Net cash used by operating activities in the first six months of fiscal 2010 was $37.7 million as compared to $95.5 million provided by operating activities in the first six months of fiscal 2009.  The decrease is due in part to lower commodity prices.  Key drivers of net operating cash flows are commodity prices, production volumes and costs and expenses. Average natural gas prices decreased 20.7 percent in the first six months of fiscal 2010 from the same period last year. Crude oil prices decreased 3.2 percent in the first six months of fiscal 2010 from the same period last year.   Changes in operating assets and liabilities decreased $104.3 million primarily due to asset retirement obligations and insurance related accounts receivable.

Contractual Obligations

Information about contractual obligations at December 31, 2009 did not change materially, other than as disclosed  in Note 14, from the disclosures in Item 7 of our Annual Report on Form 10-K for the year ended June 30, 2009.
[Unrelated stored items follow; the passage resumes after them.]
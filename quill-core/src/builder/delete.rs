//! DELETE transitions and the unguarded-statement override

use super::descriptor::Mode;
use super::query::Query;

impl<R> Query<R> {
    /// Start a DELETE from `table`; needs `where_()` or `force()` to validate
    pub fn delete_from(&self, table: &str) -> Self {
        self.derive(|d| {
            d.delete_table = Some(table.to_string());
            d.claim_mode(Mode::DeleteFrom);
        })
    }

    /// Allow an UPDATE or DELETE without a WHERE predicate
    pub fn force(&self) -> Self {
        self.force_if(true)
    }

    /// Set or clear the unguarded-statement override
    pub fn force_if(&self, force: bool) -> Self {
        self.derive(|d| d.force = force)
    }
}
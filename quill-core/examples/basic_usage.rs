use quill_core::{delete_from, from, insert_into, op, update, ClauseStyle, Options, Query, Record};

fn main() -> Result<(), Box<dyn std::error::Error>> {
    // SELECT with a join
    let select_query = from("shaders")
        .select("shaders.*, users.name as user_name")
        .left_join("users")
        .on("shaders.user_id", "=", "users.id")
        .where_(("shaders.id", op::GT, 10))
        .order_by("shaders.id DESC")
        .limit(20);

    println!("SELECT SQL: {}", select_query.to_sql());
    println!("Parameters: {:?}", select_query.parameters());

    // Partial queries can be shared, every call returns a new query
    let users = from("users");
    let active = users.where_(("active", "=", 1));
    let admins = users.where_(("role", "=", "admin"));
    println!("Active SQL: {}", active.to_sql());
    println!("Admins SQL: {}", admins.to_sql());

    // INSERT, values are always bound
    let record = Record::new()
        .field("name", "John Doe")
        .field("email", "john@example.com")
        .field("age", 30);
    let insert_query = insert_into("users", record);
    println!("INSERT SQL: {}", insert_query.to_sql());
    println!("Parameters: {:?}", insert_query.parameters());

    // UPDATE needs set() and where_() (or force())
    let update_query = update("users")
        .set([("email", "newemail@example.com")])
        .where_(("id", "=", 123))
        .and(("active", "=", 1))?;
    update_query.validate()?;
    println!("UPDATE SQL: {}", update_query.to_sql());

    // DELETE without a guard is rejected before it reaches the database
    let unguarded = delete_from("users");
    if let Err(e) = unguarded.validate() {
        println!("Rejected: {}", e);
    }

    let delete_query = delete_from("users")
        .where_(("age", op::LT, 13))
        .or(("last_login", op::LT, "2020-01-01"))?;
    println!("DELETE SQL: {}", delete_query.to_sql());

    // Inline clause style writes checked identifiers into the SQL text
    let inline = Query::with_options(Options::new().clause_style(ClauseStyle::Inline));
    let report = inline
        .from("shaders")
        .select("user_id, COUNT(*) as total")
        .group_by("user_id")
        .having("COUNT(*) > 5")
        .order_by("total DESC");
    report.validate()?;
    println!("Inline SQL: {}", report.to_sql());

    Ok(())
}
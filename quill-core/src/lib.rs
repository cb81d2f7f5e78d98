//! Quill Core - an immutable, chainable SQL query builder for SQLite-style databases
//!
//! Every builder call returns a new [`Query`], so partial queries can be shared
//! and extended freely. A query compiles to SQL text plus positional `?`
//! parameters, is validated before it reaches the database, and runs through
//! the [`Database`] client capability.
//!
//! ```
//! use quill_core::{from, Value};
//!
//! let q = from("shaders")
//!     .select("shaders.*, users.name as user_name")
//!     .left_join("users")
//!     .on("shaders.user_id", "=", "users.id")
//!     .where_(("shaders.id", ">", 10))
//!     .limit(20);
//!
//! assert_eq!(
//!     q.to_sql(),
//!     "SELECT shaders.*, users.name as user_name FROM shaders LEFT JOIN users \
//!      ON shaders.user_id = users.id WHERE shaders.id > ? LIMIT ?"
//! );
//! assert_eq!(q.parameters(), vec![Value::Integer(10), Value::Integer(20)]);
//! ```

pub mod builder;
pub mod compiler;
pub mod config;
pub mod error;
pub mod executor;
pub mod operator;
pub mod schema;
pub mod validator;
pub mod value;

#[cfg(feature = "sqlite")]
pub mod sqlite;

pub use builder::{
    Condition, IntoColumns, IntoCondition, IntoOrderBy, IntoRecord, Join, JoinType, Mode, Query,
    QueryDescriptor, Record, SortDirection,
};
pub use compiler::CompiledQuery;
pub use config::{default_database, set_default_database, ClauseStyle, Options};
pub use error::{Error, Result, ValidationError};
pub use executor::{BoundStatement, Database, PreparedStatement, Row, RunResult};
pub use operator::{op, IntoOperator, Operator};
pub use schema::{ColumnInfo, Table, TableEntry};
pub use value::Value;

#[cfg(feature = "sqlite")]
pub use sqlite::SqliteDatabase;

/// Start an empty chain with default options
pub fn query() -> Query {
    Query::new()
}

/// Start a SELECT chain on `table`
pub fn from(table: &str) -> Query {
    Query::new().from(table)
}

/// Start an INSERT chain
pub fn insert_into<D: IntoRecord>(table: &str, data: D) -> Query {
    Query::new().insert_into(table, data)
}

/// Start an UPDATE chain; needs `set()` and `where_()` or `force()` to run
pub fn update(table: &str) -> Query {
    Query::new().update(table)
}

/// Start a DELETE chain; needs `where_()` or `force()` to run
pub fn delete_from(table: &str) -> Query {
    Query::new().delete_from(table)
}
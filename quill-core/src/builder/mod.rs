//! Query builder module

pub mod common;
pub mod descriptor;
pub mod query;

mod delete;
mod filter;
mod insert;
mod select;
mod update;

pub use common::{
    Condition, IntoColumns, IntoCondition, IntoOrderBy, IntoRecord, Join, JoinType, Record,
    SortDirection,
};
pub use descriptor::{Mode, QueryDescriptor};
pub use query::Query;
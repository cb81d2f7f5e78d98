//! SQL operator types and conversions

use std::fmt::{self, Display};

/// SQLite comparison operator used in WHERE and JOIN ON predicates
#[derive(Debug, Clone, Copy, PartialEq, Eq)]
pub struct Operator(&'static str);

impl Operator {
    pub const EQ: Self = Operator("=");
    pub const NEQ: Self = Operator("!=");
    pub const LTGT: Self = Operator("<>");
    pub const GT: Self = Operator(">");
    pub const LT: Self = Operator("<");
    pub const GTE: Self = Operator(">=");
    pub const LTE: Self = Operator("<=");
    pub const LIKE: Self = Operator("LIKE");
    pub const NOT_LIKE: Self = Operator("NOT LIKE");
    pub const GLOB: Self = Operator("GLOB");
    pub const NOT_GLOB: Self = Operator("NOT GLOB");
    pub const IN: Self = Operator("IN");
    pub const NOT_IN: Self = Operator("NOT IN");
    pub const IS: Self = Operator("IS");
    pub const IS_NOT: Self = Operator("IS NOT");
    pub const BETWEEN: Self = Operator("BETWEEN");
    pub const NOT_BETWEEN: Self = Operator("NOT BETWEEN");

    // Unary: rendered without a placeholder
    pub const IS_NULL: Self = Operator("IS NULL");
    pub const IS_NOT_NULL: Self = Operator("IS NOT NULL");
    pub const NOT: Self = Operator("NOT");
    pub const EXISTS: Self = Operator("EXISTS");

    /// Create a custom operator for database-specific operations
    ///
    /// # Examples
    /// ```
    /// use quill_core::Operator;
    ///
    /// // SQLite REGEXP (needs a user function on the connection)
    /// let regexp = Operator::custom("REGEXP");
    /// assert_eq!(regexp.as_str(), "REGEXP");
    /// ```
    pub const fn custom(op: &'static str) -> Self {
        Operator(op)
    }

    /// Get the string representation of the operator
    pub fn as_str(&self) -> &'static str {
        self.0
    }

    /// Whether the operator takes no right-hand value
    pub fn is_unary(&self) -> bool {
        matches!(self.0, "IS NULL" | "IS NOT NULL" | "NOT" | "EXISTS")
    }
}

impl Display for Operator {
    fn fmt(&self, f: &mut fmt::Formatter<'_>) -> fmt::Result {
        write!(f, "{}", self.0)
    }
}

/// Trait for types that can be converted to SQL operators
pub trait IntoOperator {
    fn into_operator(self) -> Operator;
}

impl IntoOperator for Operator {
    fn into_operator(self) -> Operator {
        self
    }
}

/// Allow string literals for the SQLite operators, case-insensitively
impl IntoOperator for &str {
    fn into_operator(self) -> Operator {
        match self.trim().to_uppercase().as_str() {
            "=" | "==" => Operator::EQ,
            "!=" => Operator::NEQ,
            "<>" => Operator::LTGT,
            ">" => Operator::GT,
            "<" => Operator::LT,
            ">=" => Operator::GTE,
            "<=" => Operator::LTE,
            "LIKE" => Operator::LIKE,
            "NOT LIKE" => Operator::NOT_LIKE,
            "GLOB" => Operator::GLOB,
            "NOT GLOB" => Operator::NOT_GLOB,
            "IN" => Operator::IN,
            "NOT IN" => Operator::NOT_IN,
            "IS" => Operator::IS,
            "IS NOT" => Operator::IS_NOT,
            "BETWEEN" => Operator::BETWEEN,
            "NOT BETWEEN" => Operator::NOT_BETWEEN,
            "IS NULL" => Operator::IS_NULL,
            "IS NOT NULL" => Operator::IS_NOT_NULL,
            "NOT" => Operator::NOT,
            "EXISTS" => Operator::EXISTS,
            _ => panic!(
                "Unknown operator '{}'. Use Operator::{} constants or Operator::custom(\"{}\") for custom operators.",
                self,
                self.to_uppercase().replace(' ', "_").replace('!', "N"),
                self
            ),
        }
    }
}

/// Convenience module for operator constants
pub mod op {
    use super::Operator;

    pub const EQ: Operator = Operator::EQ;
    pub const NEQ: Operator = Operator::NEQ;
    pub const GT: Operator = Operator::GT;
    pub const LT: Operator = Operator::LT;
    pub const GTE: Operator = Operator::GTE;
    pub const LTE: Operator = Operator::LTE;
    pub const LIKE: Operator = Operator::LIKE;
    pub const GLOB: Operator = Operator::GLOB;
    pub const IN: Operator = Operator::IN;
    pub const NOT_IN: Operator = Operator::NOT_IN;
    pub const IS_NULL: Operator = Operator::IS_NULL;
    pub const IS_NOT_NULL: Operator = Operator::IS_NOT_NULL;
}
//! Safety and consistency checks run before a query touches the database

use std::sync::LazyLock;

use regex::Regex;

use crate::builder::{Mode, QueryDescriptor};
use crate::{ClauseStyle, ValidationError};

const IDENT: &str = r"[A-Za-z_][A-Za-z0-9_]*(?:\.(?:[A-Za-z_][A-Za-z0-9_]*|\*))?";

static IDENTIFIER_RE: LazyLock<Regex> = LazyLock::new(|| {
    Regex::new(&format!(r"^{IDENT}$")).expect("identifier pattern is valid")
});

static IDENTIFIER_LIST_RE: LazyLock<Regex> = LazyLock::new(|| {
    Regex::new(&format!(r"^\s*{IDENT}(?:\s*,\s*{IDENT})*\s*$"))
        .expect("identifier list pattern is valid")
});

static ORDER_TERM_RE: LazyLock<Regex> = LazyLock::new(|| {
    Regex::new(&format!(r"^\s*{IDENT}(?:\s+(?i:ASC|DESC))?\s*$"))
        .expect("order term pattern is valid")
});

// No quotes, semicolons, comments or placeholders
static HAVING_RE: LazyLock<Regex> = LazyLock::new(|| {
    Regex::new(r"^[A-Za-z0-9_.*(),<>=!+%\s]+$").expect("having pattern is valid")
});

/// Whether `name` is a plain (optionally table-qualified) SQL identifier
pub fn is_identifier(name: &str) -> bool {
    IDENTIFIER_RE.is_match(name)
}

/// Check a descriptor, reporting the first violation found.
///
/// Checks run in a fixed order: select/count conflict, update without set,
/// unguarded update or delete, placeholder/parameter mismatch. Then:
/// missing statement, SELECT without a table, INSERT without columns, and
/// for [`ClauseStyle::Inline`] the expressions that will be inlined.
pub fn validate(query: &QueryDescriptor) -> Result<(), ValidationError> {
    let result = check(query);
    if let Err(error) = &result {
        tracing::debug!(%error, "query rejected by validator");
    }
    result
}

fn check(query: &QueryDescriptor) -> Result<(), ValidationError> {
    if let (Some(select), Some(count)) = (&query.select_columns, &query.count) {
        return Err(ValidationError::SelectAndCount {
            select: select.clone(),
            count: count.clone(),
        });
    }

    let mode = query.effective_mode();

    if mode == Some(Mode::Update) && query.set_clause.is_none() {
        return Err(ValidationError::UpdateWithoutSet);
    }

    if query.where_clause.is_none() && !query.force {
        match mode {
            Some(Mode::Update) => return Err(ValidationError::UnguardedUpdate),
            Some(Mode::DeleteFrom) => return Err(ValidationError::UnguardedDelete),
            _ => {}
        }
    }

    if let Some(clause) = &query.where_clause {
        let placeholders = clause.matches('?').count();
        let parameters = query.where_parameters.len();
        if placeholders != parameters {
            return Err(ValidationError::PlaceholderMismatch {
                placeholders,
                parameters,
            });
        }
    }

    match mode {
        None => return Err(ValidationError::EmptyQuery),
        Some(Mode::Select) if query.from_table.is_none() => {
            return Err(ValidationError::MissingTable)
        }
        Some(Mode::InsertInto) if query.insert_columns.is_empty() => {
            return Err(ValidationError::EmptyInsert)
        }
        _ => {}
    }

    if query.clause_style == ClauseStyle::Inline {
        check_inline_clauses(query)?;
    }

    Ok(())
}

fn check_inline_clauses(query: &QueryDescriptor) -> Result<(), ValidationError> {
    if let Some(group_by) = &query.group_by {
        if !IDENTIFIER_LIST_RE.is_match(group_by) {
            return Err(unsafe_clause("GROUP BY", group_by));
        }
    }

    if let Some(having) = &query.having {
        if !HAVING_RE.is_match(having) {
            return Err(unsafe_clause("HAVING", having));
        }
    }

    if let Some(order) = query.order_by.iter().find(|o| !ORDER_TERM_RE.is_match(o)) {
        return Err(unsafe_clause("ORDER BY", order));
    }

    Ok(())
}

fn unsafe_clause(clause: &'static str, value: &str) -> ValidationError {
    ValidationError::UnsafeClause {
        clause,
        value: value.to_string(),
    }
}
Critical Accounting Policies

Our significant accounting policies are summarized in Note 1 of Notes to Consolidated Financial Statements included in our Annual Report on Form 10-K for the year ended June 30, 2009.  Also refer to the Notes to Consolidated Financial Statements included in Part 1, Item 1 of this report.

Recent Accounting Pronouncements

For a description of recent accounting pronouncements, see Item 1. Financial Statements – Note 2 – Recent Accounting Pronouncements.


ITEM 3.
Quantitative and Qualitative Disclosures about Market Risk

Market-Sensitive Instruments and Risk Management

Market risk is the potential loss arising from adverse changes in market rates and prices, such as commodity prices and interest rates. Our primary market risk exposure is commodity price risk. The exposure is discussed in detail below:

Commodity Price Risk
 
 
We utilize commodity-based derivative instruments with major financial institutions to reduce exposure to fluctuations in the price of crude oil and natural gas. We use financially settled crude oil and natural gas puts, swaps, three-way collars and zero-cost collars. Any gains or losses resulting from the change in fair value from hedging transactions that are determined to be ineffective are recorded in income, whereas gains and losses from the settlement of hedging contracts are recorded in crude oil and natural gas revenues.
 
With a financially settled purchased put, the counterparty is required to make a payment to us if the settlement price for any settlement period is below the hedged price of the transaction. With a swap, the counterparty is required to make a payment to us if the settlement price for any settlement period is below the hedged price for the transaction, and we are required to make a payment to the counterparty if the settlement price for any settlement period is above the hedged price for the transaction. With a zero-cost collar, the counterparty is required to make a payment to us if the settlement price for any settlement period is below the floor price of the collar, and we are required to make a payment to the counterparty if the settlement price for any settlement period is above the cap price for the collar. A three-way collar is a combination of options, a sold call, a purchased put and a sold put. The sold call establishes a maximum price we will receive for the volumes under contract. The purchased put establishes a minimum price unless the market price falls below the sold put, at which point the minimum price would be the reference price (i.e., NYMEX) plus the difference between the purchased put and the sold put strike price.  Based on the December 31, 2009 published forward commodity price curves for the underlying commodities, a price increase of 10 percent per barrel for crude oil would decrease the fair value of our net commodity derivative asset by approximately $13.1 million. A price increase of 10 percent per MMBtu for natural gas would decrease the fair value of our net commodity derivative asset by approximately $24.3 million.
 

 
- 32 -

 



Derivative instruments are reported on the balance sheet at fair value as short-term or long-term derivative financial instruments assets or liabilities. 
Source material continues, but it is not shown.